HALCROW has secured a design contract for one of the world's largest flood protection barriers.
It will update designs for the US$385M scheme, which stretches 25.4km across Neva Bay near St Petersburg in Russia.
The embankment structure is intended to prevent the twiceyearly flooding of the Russian city - and carry a six lane highway.
The St Petersburg barrier will incorporate an embankment with eight sluice gates and two navigation channels.
A tunnel will transport the highway beneath the main 200m wide shipping channel.
A pair of 130m long curved rotating gates, thought to be the largest of their type in Europe, will protect this key cargo route. This opening is over six times wider than those on London's Thames Barrier.
The shorter navigation channel will have a vertical hydraulic lift bridge to raise the highway 8m and allow shipping to pass beneath.

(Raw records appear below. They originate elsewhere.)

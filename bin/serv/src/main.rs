use std::net::SocketAddr;

use cue_api::{ApiConfig, ApiState, jobs, metrics, router, tracing::init_tracing};
use tokio::signal;

#[tokio::main]
async fn main() -> anyhow::Result<()> {
    dotenvy::dotenv().ok();
    let config = ApiConfig::from_env()?;

    init_tracing(&config.env);

    let metrics_handle = if config.metrics_enabled {
        Some(metrics::init_metrics()?)
    } else {
        None
    };

    let pool = cue_db::create_pool(&config.database_url, config.db_max_connections).await?;
    cue_db::ensure_db_and_migrate(&config.database_url, &pool).await?;
    tracing::info!("database ready");

    let state = ApiState::new(&config, pool);

    let job_handles =
        jobs::start_background_jobs(state.sessions.clone(), config.study_session_idle_minutes);

    let app = router::app(state, metrics_handle, config.parsed_allowed_origins());

    let addr = SocketAddr::from(([0, 0, 0, 0], config.port));
    let listener = tokio::net::TcpListener::bind(addr).await?;
    tracing::info!(%addr, environment = ?config.env, "server listening");

    axum::serve(listener, app)
        .with_graceful_shutdown(shutdown_signal())
        .await?;

    for handle in job_handles {
        handle.abort();
    }
    tracing::info!("server stopped");

    Ok(())
}

async fn shutdown_signal() {
    let ctrl_c = async {
        if let Err(e) = signal::ctrl_c().await {
            tracing::error!(error = %e, "failed to listen for ctrl-c");
        }
    };

    #[cfg(unix)]
    let terminate = async {
        match signal::unix::signal(signal::unix::SignalKind::terminate()) {
            Ok(mut sig) => {
                sig.recv().await;
            }
            Err(e) => tracing::error!(error = %e, "failed to listen for SIGTERM"),
        }
    };

    #[cfg(not(unix))]
    let terminate = std::future::pending::<()>();

    tokio::select! {
        () = ctrl_c => {},
        () = terminate => {},
    }

    tracing::info!("shutdown signal received");
}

Work on the project began in the 1980s but construction was halted in 1987 amid fears that it would prevent untreated sewage from reaching the Baltic.

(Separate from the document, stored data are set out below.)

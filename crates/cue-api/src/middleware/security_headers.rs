use axum::{
    Router,
    extract::Request,
    http::{HeaderValue, header},
    middleware::{self, Next},
    response::Response,
};

use crate::config::Environment;

/// Adds security headers to every response.
///
/// Study data is per user, so responses are also marked as not cacheable.
/// HSTS is only sent in production.
pub async fn security_headers_middleware(
    environment: Environment,
    req: Request,
    next: Next,
) -> Response {
    let mut response = next.run(req).await;
    let headers = response.headers_mut();

    headers.insert(
        header::X_CONTENT_TYPE_OPTIONS,
        HeaderValue::from_static("nosniff"),
    );
    headers.insert(header::X_FRAME_OPTIONS, HeaderValue::from_static("DENY"));
    headers.insert(header::REFERRER_POLICY, HeaderValue::from_static("no-referrer"));
    headers
        .entry(header::CACHE_CONTROL)
        .or_insert(HeaderValue::from_static("no-store"));

    if environment.is_production() {
        headers.insert(
            header::STRICT_TRANSPORT_SECURITY,
            HeaderValue::from_static("max-age=31536000; includeSubDomains"),
        );
    }

    response
}

/// Apply security headers to a router
pub fn apply_security_headers<S>(router: Router<S>, environment: Environment) -> Router<S>
where
    S: Clone + Send + Sync + 'static,
{
    router.layer(middleware::from_fn(move |req, next| {
        security_headers_middleware(environment, req, next)
    }))
}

Since then, the Russians have built new treatment plants to alleviate the problem, said Halcrow director David Birch.
Halcrow's main task is to check that the designs still conform to modern international codes. This was demanded by the European Bank for Reconstruction & Development (EBRD), which has lent US$230M to the scheme.
Birch expects all mechanical and electrical works to be updated although the civils designs are well advanced.